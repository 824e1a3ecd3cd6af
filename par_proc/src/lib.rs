//! Parallel processing
#![deny(missing_docs)]

mod par_proc;

pub use par_proc::{Proc, process_in_order, process_sequential};
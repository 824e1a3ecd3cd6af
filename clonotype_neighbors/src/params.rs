//! Parameters of the clonotype distance computation, loadable from TOML.

use crate::errors::ValidationError;
use anyhow::{Context, Result};
use fxhash::FxHashSet;
use log::info;
use serde::{Deserialize, Serialize};
use std::path::Path;
use vdj_types::{ArmPolicy, DualIrPolicy, SequenceKind};

/// Parameters of a clonotype distance computation.
#[derive(Debug, Clone, PartialEq, Eq, Serialize, Deserialize)]
#[serde(default, deny_unknown_fields)]
pub struct NeighborParams {
    /// Which receptor arms are compared, and whether both (`all`) or either
    /// (`any`) of them need to match.
    pub receptor_arms: ArmPolicy,
    /// How primary and secondary chains of an arm are combined.
    pub dual_ir: DualIrPolicy,
    /// Only consider chains with identical V genes as neighbors.
    pub same_v_gene: bool,
    /// Only consider clonotypes with identical values in these cell columns as
    /// neighbors. Single dataset only.
    pub within_group: Vec<String>,
    /// Cell columns that must be equal between query and reference. Query mode only.
    pub match_columns: Vec<String>,
    /// Sequence kind the distance bundle was computed on.
    pub sequence: SequenceKind,
    /// Metric the distance bundle was computed with.
    pub metric: String,
    /// Number of worker threads, defaults to the available parallelism.
    pub n_jobs: Option<usize>,
    /// Number of clonotypes handed to a worker at once.
    pub chunk_size: usize,
}

impl Default for NeighborParams {
    fn default() -> Self {
        NeighborParams {
            receptor_arms: ArmPolicy::All,
            dual_ir: DualIrPolicy::Any,
            same_v_gene: false,
            within_group: Vec::new(),
            match_columns: Vec::new(),
            sequence: SequenceKind::Aa,
            metric: "identity".to_string(),
            n_jobs: None,
            chunk_size: 2000,
        }
    }
}

macro_rules! log_non_default {
    ($params:expr, $default:expr, $($field:ident),+) => {
        $(
            if $params.$field != $default.$field {
                info!("using non-default {} = {:?}", stringify!($field), $params.$field);
            }
        )+
    };
}

impl NeighborParams {
    pub fn from_toml_str(s: &str) -> Result<Self> {
        Ok(toml::from_str(s)?)
    }

    pub fn from_toml_file(path: &Path) -> Result<Self> {
        let s = std::fs::read_to_string(path).with_context(|| path.display().to_string())?;
        Self::from_toml_str(&s).with_context(|| path.display().to_string())
    }

    /// Check the parameters for internal consistency. `with_reference` tells
    /// whether query and reference are different datasets.
    pub fn validate(&self, with_reference: bool) -> Result<()> {
        if self.n_jobs == Some(0) {
            return Err(invalid("n_jobs", "must be at least 1".to_string()));
        }
        if self.chunk_size == 0 {
            return Err(invalid("chunk_size", "must be at least 1".to_string()));
        }
        if with_reference && !self.within_group.is_empty() {
            return Err(invalid(
                "within_group",
                "is not supported when querying a reference, use match_columns instead"
                    .to_string(),
            ));
        }
        if !with_reference && !self.match_columns.is_empty() {
            return Err(invalid(
                "match_columns",
                "requires a reference dataset, use within_group instead".to_string(),
            ));
        }
        for (name, columns) in [
            ("within_group", &self.within_group),
            ("match_columns", &self.match_columns),
        ] {
            let mut seen = FxHashSet::default();
            if let Some(dup) = columns.iter().find(|c| !seen.insert(c.as_str())) {
                return Err(invalid(name, format!("column '{dup}' is listed more than once")));
            }
        }
        Ok(())
    }

    /// Grouping columns folded into the composite group key, if any.
    pub fn group_columns(&self) -> &[String] {
        if self.match_columns.is_empty() {
            &self.within_group
        } else {
            &self.match_columns
        }
    }

    pub fn n_jobs(&self) -> usize {
        self.n_jobs.unwrap_or_else(|| {
            std::thread::available_parallelism()
                .map(std::num::NonZeroUsize::get)
                .unwrap_or(1)
        })
    }

    pub(crate) fn log_non_defaults(&self) {
        let default = NeighborParams::default();
        log_non_default!(
            self,
            default,
            receptor_arms,
            dual_ir,
            same_v_gene,
            within_group,
            match_columns,
            sequence,
            metric,
            n_jobs,
            chunk_size
        );
    }
}

fn invalid(name: &'static str, reason: String) -> anyhow::Error {
    ValidationError::InvalidParameter { name, reason }.into()
}
//! Precomputed sequence distances, one sparse matrix per receptor arm.

use crate::errors::ValidationError;
use crate::params::NeighborParams;
use anyhow::Result;
use sprs::CsMat;
use vdj_types::{ReceptorArm, SequenceKind};

/// Sequence distances of one receptor arm. Row and column `i` of `distances`
/// belong to `seqs[i]`.
#[derive(Debug, Clone, PartialEq)]
pub struct ArmDistances {
    pub distances: CsMat<f64>,
    pub seqs: Vec<String>,
}

/// Output of the upstream sequence distance computation.
#[derive(Debug, Clone, PartialEq)]
pub struct DistanceBundle {
    pub sequence: SequenceKind,
    pub metric: String,
    arms: [Option<ArmDistances>; 2],
}

impl DistanceBundle {
    pub fn new(sequence: SequenceKind, metric: &str) -> Self {
        DistanceBundle {
            sequence,
            metric: metric.to_string(),
            arms: [None, None],
        }
    }

    pub fn with_arm(mut self, arm: ReceptorArm, distances: ArmDistances) -> Self {
        self.insert_arm(arm, distances);
        self
    }

    pub fn insert_arm(&mut self, arm: ReceptorArm, distances: ArmDistances) {
        self.arms[arm.index()] = Some(distances);
    }

    pub fn arm(&self, arm: ReceptorArm) -> Option<&ArmDistances> {
        self.arms[arm.index()].as_ref()
    }

    /// Distances of `arm`, or an error if they were not computed.
    pub fn require_arm(&self, arm: ReceptorArm) -> Result<&ArmDistances> {
        self.arm(arm)
            .ok_or_else(|| ValidationError::MissingArmDistances { arm }.into())
    }

    /// The bundle must have been computed with the same sequence kind and
    /// metric that `params` asks for.
    pub fn check_params(&self, params: &NeighborParams) -> Result<()> {
        if self.sequence != params.sequence {
            return Err(ValidationError::BundleMismatch {
                field: "sequence",
                expected: params.sequence.to_string(),
                found: self.sequence.to_string(),
            }
            .into());
        }
        if self.metric != params.metric {
            return Err(ValidationError::BundleMismatch {
                field: "metric",
                expected: params.metric.clone(),
                found: self.metric.clone(),
            }
            .into());
        }
        Ok(())
    }
}
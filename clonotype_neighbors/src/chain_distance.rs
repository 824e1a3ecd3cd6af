//! Missing-aware combination of chain distances.

/// Outcome of comparing one chain of a query clonotype with one chain of a
/// candidate clonotype.
#[derive(Debug, Clone, Copy, PartialEq)]
pub enum ChainDistance {
    /// The candidate has no chain in the compared slot.
    Absent,
    /// Both chains exist but are not neighbors.
    NoMatch,
    /// The chains are neighbors at this (nonzero) distance.
    Match(f64),
}

impl ChainDistance {
    /// Interpret a looked up distance. `target_present` tells whether the
    /// candidate has a chain in the compared slot.
    pub fn from_lookup(distance: f64, target_present: bool) -> Self {
        if !target_present {
            ChainDistance::Absent
        } else if distance == 0.0 {
            ChainDistance::NoMatch
        } else {
            ChainDistance::Match(distance)
        }
    }

    pub fn is_absent(self) -> bool {
        self == ChainDistance::Absent
    }

    /// The distance to store in a sparse matrix; 0 unless matching.
    pub fn value(self) -> f64 {
        match self {
            ChainDistance::Match(d) => d,
            ChainDistance::Absent | ChainDistance::NoMatch => 0.0,
        }
    }
}

/// Either of the alternatives suffices: the smallest matching distance wins.
/// Without any match, the result is `NoMatch` if any operand is `NoMatch`,
/// `Absent` otherwise (including no operands at all).
pub fn reduce_or(values: impl IntoIterator<Item = ChainDistance>) -> ChainDistance {
    values
        .into_iter()
        .fold(ChainDistance::Absent, |acc, value| match (acc, value) {
            (ChainDistance::Match(a), ChainDistance::Match(b)) => ChainDistance::Match(a.min(b)),
            (ChainDistance::Match(a), _) | (_, ChainDistance::Match(a)) => ChainDistance::Match(a),
            (ChainDistance::NoMatch, _) | (_, ChainDistance::NoMatch) => ChainDistance::NoMatch,
            (ChainDistance::Absent, ChainDistance::Absent) => ChainDistance::Absent,
        })
}

/// All operands need to match: the largest distance wins.
///
/// The candidate must be missing exactly as many of the compared chains as
/// the query (`expected_absent`), otherwise the chain configurations differ
/// and the result is `NoMatch`. Any `NoMatch` operand makes the result
/// `NoMatch`. Only absent operands yield `Absent`.
pub fn reduce_and(
    values: impl IntoIterator<Item = ChainDistance>,
    expected_absent: usize,
) -> ChainDistance {
    let mut n_absent = 0;
    let mut any_no_match = false;
    let mut max: Option<f64> = None;
    for value in values {
        match value {
            ChainDistance::Absent => n_absent += 1,
            ChainDistance::NoMatch => any_no_match = true,
            ChainDistance::Match(d) => max = Some(max.map_or(d, |m| m.max(d))),
        }
    }
    if n_absent != expected_absent || any_no_match {
        return ChainDistance::NoMatch;
    }
    match max {
        Some(d) => ChainDistance::Match(d),
        None => ChainDistance::Absent,
    }
}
○ ○ ○ ○
### About this exercise
How many lines in the entries include "SequenceKind"? Only the number is wanted.

### Exercise response
6